Targeting Tat and IFNα as a Therapeutic AIDS Vaccine

Abstract

Evolution to AIDS is characterized by a progressive cellular immune suppression. Although there is substantial evidence for several mechanisms involved in disrupting the immune response by induction of apoptosis in responder cells by contact with infected cells, we propose that humoral factors also play a role, and that one such factor is the extracellular form of the human immunodeficiency virus (HIV)-1 Tat protein and another is IFN(alpha). Both Tat and interferon-alpha (IFN(alpha)) inhibit antigen-stimulate T-cell proliferation, and specific anti-Tat and/or anti-IFN(alpha) Abs prevent generation of HIV-1-induced suppressor cells.
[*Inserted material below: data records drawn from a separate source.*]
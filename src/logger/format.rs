//! Log formatting and output with ANSI colors and text wrapping
//!
//! Handles:
//! - Colorized console output with tag and level formatting
//! - Text wrapping at word boundaries
//! - Dual output (console + file)
//! - Broken pipe handling for piped commands

use super::file::write_to_file;
use super::tags::LogTag;
use chrono::Local;
use colored::*;
use std::io::{stdout, ErrorKind, Write};

/// Log format widths for alignment
const TAG_WIDTH: usize = 10;
const LOG_TYPE_WIDTH: usize = 8;
const BRACKET_SPACE_WIDTH: usize = 3;
const TOTAL_PREFIX_WIDTH: usize = TAG_WIDTH + LOG_TYPE_WIDTH + BRACKET_SPACE_WIDTH * 2;

/// Maximum line length before wrapping
const MAX_LINE_LENGTH: usize = 145;

/// Format and output a log message
pub fn format_and_log(tag: LogTag, log_type: &str, message: &str, to_console: bool) {
    let now = Local::now();
    let prefix = format!("{} ", now.format("%H:%M:%S")).dimmed().to_string();

    let base_line = format!("{}[{}] [{}] ", prefix, format_tag(&tag), format_log_type(log_type));

    let base_length = strip_ansi_codes(&base_line)
        .len()
        .max(TOTAL_PREFIX_WIDTH + strip_ansi_codes(&prefix).len());
    let available_space = if MAX_LINE_LENGTH > base_length {
        MAX_LINE_LENGTH - base_length
    } else {
        50
    };

    let message_chunks = wrap_text(message, available_space);
    let timestamp = now.format("%Y-%m-%d %H:%M:%S").to_string();
    let tag_clean = tag.to_plain_string();

    if to_console {
        print_stdout_safe(&format!("{}{}", base_line, message_chunks[0]));
    }
    write_to_file(&format!(
        "{} [{}] [{}] {}",
        timestamp, tag_clean, log_type, message_chunks[0]
    ));

    if message_chunks.len() > 1 {
        let continuation_prefix = " ".repeat(base_length);
        for chunk in &message_chunks[1..] {
            if to_console {
                print_stdout_safe(&format!("{}{}", continuation_prefix, chunk));
            }
            write_to_file(&format!("{} [{}] [{}] {}", timestamp, tag_clean, log_type, chunk));
        }
    }
}

/// Format a tag with appropriate color
fn format_tag(tag: &LogTag) -> ColoredString {
    let label = format!("{:<width$}", tag.to_plain_string(), width = TAG_WIDTH);
    match tag {
        LogTag::System => label.bright_yellow().bold(),
        LogTag::Config => label.bright_white().bold(),
        LogTag::Ledger => label.bright_blue().bold(),
        LogTag::Registry => label.bright_cyan().bold(),
        LogTag::Recovery => label.bright_magenta().bold(),
        LogTag::Snapshot => label.bright_green().bold(),
        LogTag::Exchange => label.bright_purple().bold(),
        LogTag::Worker => label.cyan().bold(),
        LogTag::Shutdown => label.bright_red().bold(),
    }
}

/// Format log type with appropriate color
fn format_log_type(log_type: &str) -> ColoredString {
    let label = format!("{:<width$}", log_type, width = LOG_TYPE_WIDTH);
    match log_type {
        "ERROR" => label.bright_red().bold(),
        "WARNING" => label.bright_yellow().bold(),
        "DEBUG" => label.bright_black(),
        "VERBOSE" => label.dimmed(),
        _ => label.white().bold(),
    }
}

/// Print to stdout but ignore broken pipe errors
fn print_stdout_safe(message: &str) {
    if let Err(e) = writeln!(stdout(), "{}", message) {
        if e.kind() == ErrorKind::BrokenPipe {
            std::process::exit(0);
        }
        let _ = writeln!(std::io::stderr(), "Logger stdout error: {}", e);
    }
    if let Err(e) = stdout().flush() {
        if e.kind() == ErrorKind::BrokenPipe {
            std::process::exit(0);
        }
    }
}

/// Remove ANSI color codes from text
fn strip_ansi_codes(text: &str) -> String {
    let mut result = String::new();
    let mut in_escape = false;

    for ch in text.chars() {
        if ch == '\x1b' {
            in_escape = true;
        } else if in_escape && ch == 'm' {
            in_escape = false;
        } else if !in_escape {
            result.push(ch);
        }
    }
    result
}

/// Wrap text at word boundaries, respecting existing newlines
fn wrap_text(text: &str, max_width: usize) -> Vec<String> {
    let mut result = Vec::new();

    for line in text.split('\n') {
        if strip_ansi_codes(line).len() <= max_width {
            result.push(line.to_string());
            continue;
        }

        let mut current_line = String::new();
        for word in line.split_whitespace() {
            let word_len = strip_ansi_codes(word).len();
            let current_len = strip_ansi_codes(&current_line).len();

            if word_len > max_width {
                if !current_line.is_empty() {
                    result.push(std::mem::take(&mut current_line));
                }
                result.extend(break_long_word(word, max_width));
            } else if current_line.is_empty() {
                current_line = word.to_string();
            } else if current_len + word_len + 1 <= max_width {
                current_line.push(' ');
                current_line.push_str(word);
            } else {
                result.push(std::mem::replace(&mut current_line, word.to_string()));
            }
        }

        if !current_line.is_empty() {
            result.push(current_line);
        }
    }

    if result.is_empty() {
        result.push(String::new());
    }
    result
}

fn break_long_word(word: &str, max_width: usize) -> Vec<String> {
    let chars: Vec<char> = word.chars().collect();
    chars
        .chunks(max_width.max(1))
        .map(|chunk| chunk.iter().collect())
        .collect()
}

#[cfg(test)]
mod tests {
    use super::*;

    #[test]
    fn test_wrap_text_respects_width() {
        let text = "alpha beta gamma delta epsilon";
        let lines = wrap_text(text, 11);
        assert!(lines.iter().all(|l| l.len() <= 11));
        assert_eq!(lines.join(" "), text);
    }

    #[test]
    fn test_wrap_text_breaks_long_words() {
        let lines = wrap_text("abcdefghij", 4);
        assert_eq!(lines, vec!["abcd", "efgh", "ij"]);
    }

    #[test]
    fn test_strip_ansi_codes() {
        let colored = "plain".red().to_string();
        assert_eq!(strip_ansi_codes(&colored), "plain");
    }
}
We propose that high titer anti-Tat and/or anti-IFN(alpha) Abs, neutralizing extracellular Tat, and/or IFN(alpha), induced by vaccines described here, antagonize HIV-1-induced immunosuppression. Innocuous vaccines were prepared by using inactivated but immunogenic Tat (Toxoid) and inactivated and immunogenic IFN(alpha) (kinoid) derivatives. Both Tat Toxoid and IFN(alpha) kinoid were well tolerated and elicited specific neutralizing antibodies (Abs) in mice, monkeys, and seronegative and HIV-1-infected individuals.